Classic Machine Learning with GPU

Classic Machine Learning with GPU


Hello AI Enthusiasts, in this post we will understand the basics of GPU. Then we will discuss the Libraries which we can use for classical ML algorithm e.g. LinearRegression. Why classical only, because Deep Learning models are inherently GPU supported e.g Tensorflow. A traditional ML library i.e. scikit-learn doesn't have GPU support neither it is in pipeline. Remember this thread from Twitter, Burkov.PNG

Before checking the Library, we will try to understand the need and working of the GPU.

How GPU helps


Before understanding the GPU, let's quickly understand the CPU in few lines.

  • The CPU is a general-purpose processor i.e. it can run a Game, a Browser, Video etc.
  • It contains one ALU[Arithmetic Logic Unit] per core. It does all the calculations
  • Control unit instructs the ALU/Memory sequentially(per core)
  • It is not designed for any specific type of task Since it is too general-purpose, it has no idea what the next instruction can be. So it read the instruction every time from the program. This is the point that is Traded-Off in GPU and even further with TPU.

    The GPU,
  • Contains 2000-5000 ALU to do the calculations in parallel
  • But its communication with the CPU is expensive i.e. add to latency
    So, the bigger the calculation we sent to GPU better the Throughput/Latency ratio.
    It gives a huge improvement over CPU for Neural Network by computing the millions of Tensor multiplications/ addition in parallel. Generic-Specific.PNG


So, in summary, a CPU can do relatively smaller calculations in parallel (throughput) but it can handle complex control logic i.e. branching/switching.
On the other hand, a GPU can do a massive amount of calculation in parallel but it is not good at handling complex logic. Just like the CPU, GPU too has its own memory. This helps GPU to improve latency(i.e. fewer calls to CPU for data).
But the point that is worth a mention is that, someone needs to think of the logic to parallelize the pieces of stuff to utilize GPU cores. In the case of Deep Learning, it is a bit simple because it is mainly a task of Tensor Multiplication and addition.

Unlike Deep Learning, in the case of classic Machine Learning, all the algorithms have a different technique to fit the data and to find the solution. So, in this case, we need case-specific code/logic to enable parallel operations and utilize the GPU.
For example, In Gradient Boosting one of the tasks that is parallelized is to sort each feature while finding the best splits.
That's why we will use the available Modules which supports GPU for ML


NVIDIA doesn't need an introduction. It has become the leader in GPU space by timely tapping the market to reap the benefits of Deep Learning rise.
CUDA was invented by NVIDIA's as a general-purpose programming language for its GPUs.
In simple terms, it facilitates us to interact with the GPU core and utilize it to the max.
RAPIDS AI, an excerpt from the official docs

The RAPIDS suite of open-source software libraries and APIs give you the ability to execute end-to-end data science and analytics pipelines entirely on GPUs. Licensed under Apache 2.0, RAPIDS is incubated by NVIDIA® based on extensive hardware and data science experience. RAPIDS utilizes NVIDIA CUDA® primitives for low-level compute optimization and exposes GPU parallelism and high-bandwidth memory speed through user-friendly Python interfaces.
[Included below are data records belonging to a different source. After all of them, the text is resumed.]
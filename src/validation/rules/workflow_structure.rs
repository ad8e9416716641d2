//! Rule: Workflow Structure
//!
//! Every workflow needs a document-wide unique `workflowId` and a non-empty
//! step list. `dependsOn` entries must name other workflows that exist, and
//! never the workflow itself. Workflow-level outputs and parameters are
//! expression-checked in workflow scope.

use std::collections::HashSet;

use crate::diagnostics::{Diagnostic, DiagnosticCode};
use crate::expression::ResolutionContext;
use crate::model::DocumentModel;
use crate::validation::ValidationRule;

use super::common;

pub struct WorkflowStructureRule;

impl ValidationRule for WorkflowStructureRule {
    fn id(&self) -> &'static str {
        "workflow-structure"
    }

    fn description(&self) -> &'static str {
        "Workflows have unique ids, steps, and sound dependsOn references"
    }

    fn validate(&self, model: &DocumentModel) -> Vec<Diagnostic> {
        let mut out = Vec::new();
        let mut seen_ids = HashSet::new();

        for workflow in &model.workflows {
            if !workflow.is_valid {
                continue;
            }

            match &workflow.workflow_id {
                None => out.push(Diagnostic::error(
                    DiagnosticCode::StructuralError,
                    workflow.range,
                    "Missing required field: workflowId",
                )),
                Some(id) => {
                    if !seen_ids.insert(id.node.clone()) {
                        out.push(Diagnostic::error(
                            DiagnosticCode::StructuralError,
                            id.range,
                            format!("Duplicate workflowId: `{}`", id.node),
                        ));
                    }
                }
            }

            if workflow.steps.is_empty() {
                out.push(Diagnostic::error(
                    DiagnosticCode::StructuralError,
                    workflow.range,
                    "Workflow must declare at least one step",
                ));
            }

            for dep in &workflow.depends_on {
                if workflow.id() == Some(dep.node.as_str()) {
                    out.push(Diagnostic::error(
                        DiagnosticCode::StructuralError,
                        dep.range,
                        "Workflow cannot depend on itself",
                    ));
                } else if !model.has_workflow(&dep.node) {
                    out.push(Diagnostic::error(
                        DiagnosticCode::ReferenceError,
                        dep.range,
                        format!("Unknown workflow in dependsOn: `{}`", dep.node),
                    ));
                }
            }

            let ctx = ResolutionContext::in_workflow(model, workflow);
            common::check_outputs(&workflow.outputs, &ctx, &mut out);
            for param in &workflow.parameters {
                common::check_parameter(param, &ctx, &mut out);
            }
        }

        out
    }
}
In simple terms, RAPID builds the simple programming wrapper to utilize the CUDA. Check this depiction from the official page Rapid.PNG Since we are interested in Python. So let's discuss that. Again I will put an excerpt from the official page,
> RAPIDS projects include cuDF, a pandas-like data frame manipulation library; cuML, a collection of machine learning libraries that will provide GPU versions of algorithms available in Scikit-Learn

So, cuDF and cuML are the mappings of Pandas and Scikit-Learn. The best part is that the API is designed exactly like the two. So, using cuDF, cuML has no learning curve if you have used the two i.e. Pandas, scikit-Learn.
Let's jump to the code.

The Dataset and the Code

We will use the MNIST fashion dataset. It is a toy dataset for Deep Learning but will add a decent complexity for simple ML algorithms. It has 60K instances of low-resolution images of Fashion apparels.
Each instance is 28x28 i.e. 784 dimension which is a lot for a simple ML algorithm on CPU.

import tensorflow as tf
from tensorflow import keras
fashion_mnist = keras.datasets.fashion_mnist
((x_train, y_train), (x_test, y_test)) = fashion_mnist.load_data()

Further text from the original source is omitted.